Danish company Vestas has announced it’s closing its turbine blade manufacturing plant in the State’s west, with 130 employees to lose their jobs. The company is blaming the closure on a lack of support for the industry from the Victorian and Federal Governments.
But a neighbouring company says the industry is booming and that it is the company that is at fault.
Samantha Donovan has our report.
SAMANTHA DONOVAN: It hasn’t been a good week for the wind farm industry in Victoria.
AGL Energy announced a $140-million wind farm in the State’s south-east won’t go ahead because it wasn’t financially viable. Now Danish company Vestas is closing its blade manufacturing plant in the State’s south-west.
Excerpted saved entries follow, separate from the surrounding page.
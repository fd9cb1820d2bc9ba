// SPDX-License-Identifier: AGPL-3.0-or-later
// SPDX-FileCopyrightText: 2025 Jonathan D.A. Jewell
//! Listing commands - registry members by tier, and the test candidate list

use crate::config::Config;
use crate::maintenance::{badge_color, by_tier, test_candidates, PASSING_COLOR};
use crate::prelude::*;
use crate::store::{FileStore, RecordStore};
use owo_colors::OwoColorize;

fn read_records(config: &Config) -> Result<Vec<Record>> {
    let store = FileStore::open(&config.resources_dir)
        .with_context(|| format!("Failed to open registry in {}", config.resources_dir.display()))?;
    Ok(store.read_all()?)
}

/// Run the list-candidates command, printing a JSON array of `owner/repo`
pub fn run_candidates(config: &Config) -> Result<()> {
    let records = read_records(config)?;
    println!("{}", serde_json::to_string(&test_candidates(&records))?);
    Ok(())
}

/// Run the list command
pub fn run(config: &Config, tier: Option<&str>, json: bool, color: bool) -> Result<()> {
    let filter: Option<Tier> = tier.map(str::parse::<Tier>).transpose()?;
    let records = read_records(config)?;

    let groups: Vec<_> = by_tier(&records)
        .filter(|(tier, members)| filter.map_or(!members.is_empty(), |f| f == *tier))
        .collect();

    if json {
        let records: Vec<&Record> = groups.iter().flat_map(|(_, members)| members.iter().copied()).collect();
        println!("{}", serde_json::to_string_pretty(&records)?);
        return Ok(());
    }

    if records.is_empty() {
        println!("No members registered. Use 'ecosystem add' or 'ecosystem add-from-issue'.");
        return Ok(());
    }

    for (tier, members) in groups {
        let heading = format!("{tier} ({})", members.len());
        if color {
            println!("{}", heading.bold());
        } else {
            println!("{heading}");
        }

        for record in members {
            let stars = record.stars.map(|s| format!(" ★{s}")).unwrap_or_default();
            let tests = if badge_color(record) == PASSING_COLOR { "ok" } else { "failing" };
            let tests = if color && tests == "failing" {
                tests.red().to_string()
            } else {
                tests.to_string()
            };
            println!("  {} <{}>{} [tests: {}]", record.name, record.url, stars, tests);
            if !record.labels.is_empty() {
                println!("    labels: {}", record.labels.join(", "));
            }
        }
    }

    Ok(())
}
In a statement, Vestas says it’s “regrettably compelled to close down the factory at the end of the year because it isn’t big enough to ensure satisfactory profitability, and the market outlook for Australia makes it impossible to expand the facility”.
Vestas Asia Pacific’s Senior Vice President Jorn Hammer told The World Today that Federal and Victorian Government schemes aren’t doing enough to support wind farms and as a result, the total market size isn’t enough to support the factory. He says the situation would be improved if governments raised mandatory renewable energy targets.
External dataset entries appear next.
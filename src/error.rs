// SPDX-License-Identifier: AGPL-3.0-or-later
// SPDX-FileCopyrightText: 2025 Jonathan D.A. Jewell
//! Error types for submission parsing, the record store and maintenance batches

use std::path::PathBuf;
use thiserror::Error;

/// The issue template could not be turned into a label to id mapping.
#[derive(Debug, Error)]
pub enum TemplateFormatError {
    /// The template file could not be read.
    #[error("failed to read issue template {path}: {source}")]
    Io {
        /// Template path
        path: PathBuf,
        /// Underlying I/O error
        source: std::io::Error,
    },

    /// The template is not valid issue-form YAML.
    #[error("issue template is not a valid issue form: {0}")]
    Yaml(#[from] serde_yaml::Error),

    /// A field element has no `id`.
    #[error("form element {index} has no id")]
    MissingId {
        /// Position of the element in the form body
        index: usize,
    },

    /// A field element has no `attributes.label`.
    #[error("form element {index} has no label")]
    MissingLabel {
        /// Position of the element in the form body
        index: usize,
    },

    /// Two field elements share the same label.
    #[error("label '{label}' is used by both '{first}' and '{second}'")]
    DuplicateLabel {
        /// The shared label
        label: String,
        /// Id of the earlier element
        first: String,
        /// Id of the later element
        second: String,
    },

    /// Two field elements share the same id.
    #[error("id '{id}' is used by both '{first}' and '{second}'")]
    DuplicateId {
        /// The shared id
        id: String,
        /// Label of the earlier element
        first: String,
        /// Label of the later element
        second: String,
    },
}

/// A submission section title has no matching template field.
#[derive(Debug, Clone, Error, PartialEq, Eq)]
#[error("unknown section '{0}' in submission")]
pub struct UnknownSectionError(pub String);

/// A submission does not describe a valid record.
#[derive(Debug, Clone, Error, PartialEq, Eq)]
pub enum ValidationError {
    /// A required field is absent, empty or left as the placeholder.
    #[error("required field '{0}' is missing")]
    MissingField(&'static str),

    /// A field id is not part of the record.
    #[error("field '{0}' is not a record field")]
    UnknownField(String),

    /// The tier is not one of the known tiers.
    #[error("unknown tier '{0}', expected one of Main, Member, Candidate, Community")]
    UnknownTier(String),
}

/// Any failure while turning an issue body into a record.
#[derive(Debug, Error)]
pub enum SubmissionError {
    /// Template could not be resolved
    #[error(transparent)]
    Template(#[from] TemplateFormatError),

    /// Section title not in the template
    #[error(transparent)]
    UnknownSection(#[from] UnknownSectionError),

    /// Resulting record is invalid
    #[error(transparent)]
    Validation(#[from] ValidationError),
}

/// An external service call did not succeed. Batches log and skip on this.
#[derive(Debug, Error)]
pub enum ExternalServiceFailure {
    /// The service answered with a non-success status.
    #[error("{service} answered with status {status}")]
    Status {
        /// Service name
        service: &'static str,
        /// HTTP status code
        status: u16,
    },

    /// The request never produced a usable response.
    #[error("{service} request failed: {message}")]
    Transport {
        /// Service name
        service: &'static str,
        /// Description of the failure
        message: String,
    },

    /// The response body could not be decoded.
    #[error("{service} returned an unreadable body: {message}")]
    Decode {
        /// Service name
        service: &'static str,
        /// Description of the failure
        message: String,
    },
}

/// A test-result artifact is malformed. Fails the whole ingestion batch.
#[derive(Debug, Error)]
pub enum ArtifactDecodeError {
    /// The artifact root could not be walked.
    #[error("failed to walk artifacts under {path}: {source}")]
    Walk {
        /// Artifact root
        path: PathBuf,
        /// Underlying walk error
        source: walkdir::Error,
    },

    /// The artifact could not be read.
    #[error("failed to read artifact {path}: {source}")]
    Io {
        /// Artifact path
        path: PathBuf,
        /// Underlying I/O error
        source: std::io::Error,
    },

    /// The artifact is not a JSON object.
    #[error("artifact {path} is not a JSON object")]
    NotAnObject {
        /// Artifact path
        path: PathBuf,
    },

    /// The artifact has no string `repo_name`.
    #[error("artifact {path} has no repo_name")]
    MissingRepoName {
        /// Artifact path
        path: PathBuf,
    },

    /// The artifact is not valid JSON or not a valid test result.
    #[error("failed to decode artifact {path}: {source}")]
    Json {
        /// Artifact path
        path: PathBuf,
        /// Underlying decode error
        source: serde_json::Error,
    },
}

/// The record store could not complete an operation.
#[derive(Debug, Error)]
pub enum StoreError {
    /// Reading or writing a store file failed.
    #[error("store I/O failed on {path}: {source}")]
    Io {
        /// File path
        path: PathBuf,
        /// Underlying I/O error
        source: std::io::Error,
    },

    /// The source-of-truth file could not be decoded.
    #[error("failed to parse {path}: {source}")]
    Decode {
        /// File path
        path: PathBuf,
        /// Underlying decode error
        source: toml::de::Error,
    },

    /// Records could not be encoded as TOML.
    #[error("failed to encode records: {0}")]
    Encode(#[from] toml::ser::Error),

    /// The snapshot could not be encoded as JSON.
    #[error("failed to encode snapshot: {0}")]
    Snapshot(#[from] serde_json::Error),

    /// No record has this url.
    #[error("no record with url {0}")]
    UnknownRecord(String),
}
And that call is backed by the Australian Wind Energy Association’s Dominique La Fontaine.
DOMINIQUE LA FONTAINE: Australia does not have a long-term investment incentive in place for renewable energy. The company, which is a global company, is looking at other countries where the market indeed is very strong. This includes the USA. They’ll be looking at directing that capital investment to countries where there are strong domestic markets – China, America, India, Canada, et cetera.
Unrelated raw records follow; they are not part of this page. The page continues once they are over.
// SPDX-License-Identifier: AGPL-3.0-or-later
// SPDX-FileCopyrightText: 2025 Jonathan D.A. Jewell
//! Maintenance commands - recompile, badges, stars and test-result ingestion

use crate::config::Config;
use crate::maintenance::{self, BatchReport};
use crate::prelude::*;
use crate::services::{http_client, GitHubClient, ShieldsClient};
use crate::store::{FileStore, RecordStore, SNAPSHOT_FILE};
use std::path::PathBuf;

fn open_store(config: &Config) -> Result<FileStore> {
    FileStore::open(&config.resources_dir)
        .with_context(|| format!("Failed to open registry in {}", config.resources_dir.display()))
}

fn print_report(action: &str, report: &BatchReport) {
    println!("{action}: {} updated, {} skipped", report.updated, report.skipped.len());
    for url in &report.skipped {
        println!("  skipped {url}");
    }
}

/// Run the recompile command
pub fn run_recompile(config: &Config) -> Result<()> {
    let store = open_store(config)?;
    store.recompile()?;
    println!(
        "Recompiled {} records into {}",
        store.len(),
        config.resources_dir.join(SNAPSHOT_FILE).display()
    );
    Ok(())
}

/// Run the update-badges command
pub fn run_badges(config: &Config) -> Result<()> {
    let store = open_store(config)?;
    let client = http_client(&config.user_agent).context("Failed to build HTTP client")?;
    let shields = ShieldsClient::new(client, config.shields_url.clone());

    let report = maintenance::update_badges(&store, &shields, &config.badges_dir)?;
    print_report("Badges", &report);
    Ok(())
}

/// Run the update-stars command
pub fn run_stars(config: &Config) -> Result<()> {
    let mut store = open_store(config)?;
    let client = http_client(&config.user_agent).context("Failed to build HTTP client")?;
    let github = GitHubClient::new(client, config.github_api_url.clone(), config.github_token.clone());

    let report = maintenance::update_stars(&mut store, &github)?;
    print_report("Stars", &report);
    Ok(())
}

/// Run the ingest-results command
pub fn run_ingest(config: &Config, path: Option<PathBuf>) -> Result<()> {
    let root = path.unwrap_or_else(|| config.artifacts_dir.clone());
    let mut store = open_store(config)?;

    let report = maintenance::ingest_artifacts(&mut store, &root)
        .with_context(|| format!("Failed to ingest test results from {}", root.display()))?;
    print_report("Test results", &report);
    Ok(())
}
SAMANTHA DONOVAN: The Coastal Guardians Group has been campaigning against wind farms. Spokesman Tim Le Roy says the problems of the wind farm industry should be shouldered by both the State and Federal Governments.
TIM LE ROY: The Bracks Government has given a $2 billion subsidy to this industry through its Victorian renewable energy target. If $2 billion is not enough to keep this blade factory open, how much money does this industry really need to be viable? You can’t keep blaming the Federal Government.
SAMANTHA DONOVAN: But another company, Keppel Prince, says it’s not all doom and gloom for the industry. A neighbour of Vestas in western Victoria, it makes wind turbine towers.
General Manger Steve Garner says his business is booming and the wind generation industry has a bright future. He believes Vestas Portland’s problem lay with its product.
STEVE GARNER: I guess the long and short of it is the fact that this factory was set up for a 40 metre blade and today the 40 metre blade is not used as common as they might have thought it would of have been back in, what, two-and-a-half years ago when they set that up. Technology’s moving that rapidly that the size of the blades are getting much bigger.
We had all hoped that they, that Vestas would invest some more money and change the mould that they currently build from but they’ve decided the Australian market is just not big enough for them.
ELEANOR HALL: That’s Steve Garner from the booming wind technology company, Keppel Prince, ending Samantha Donovan’s report.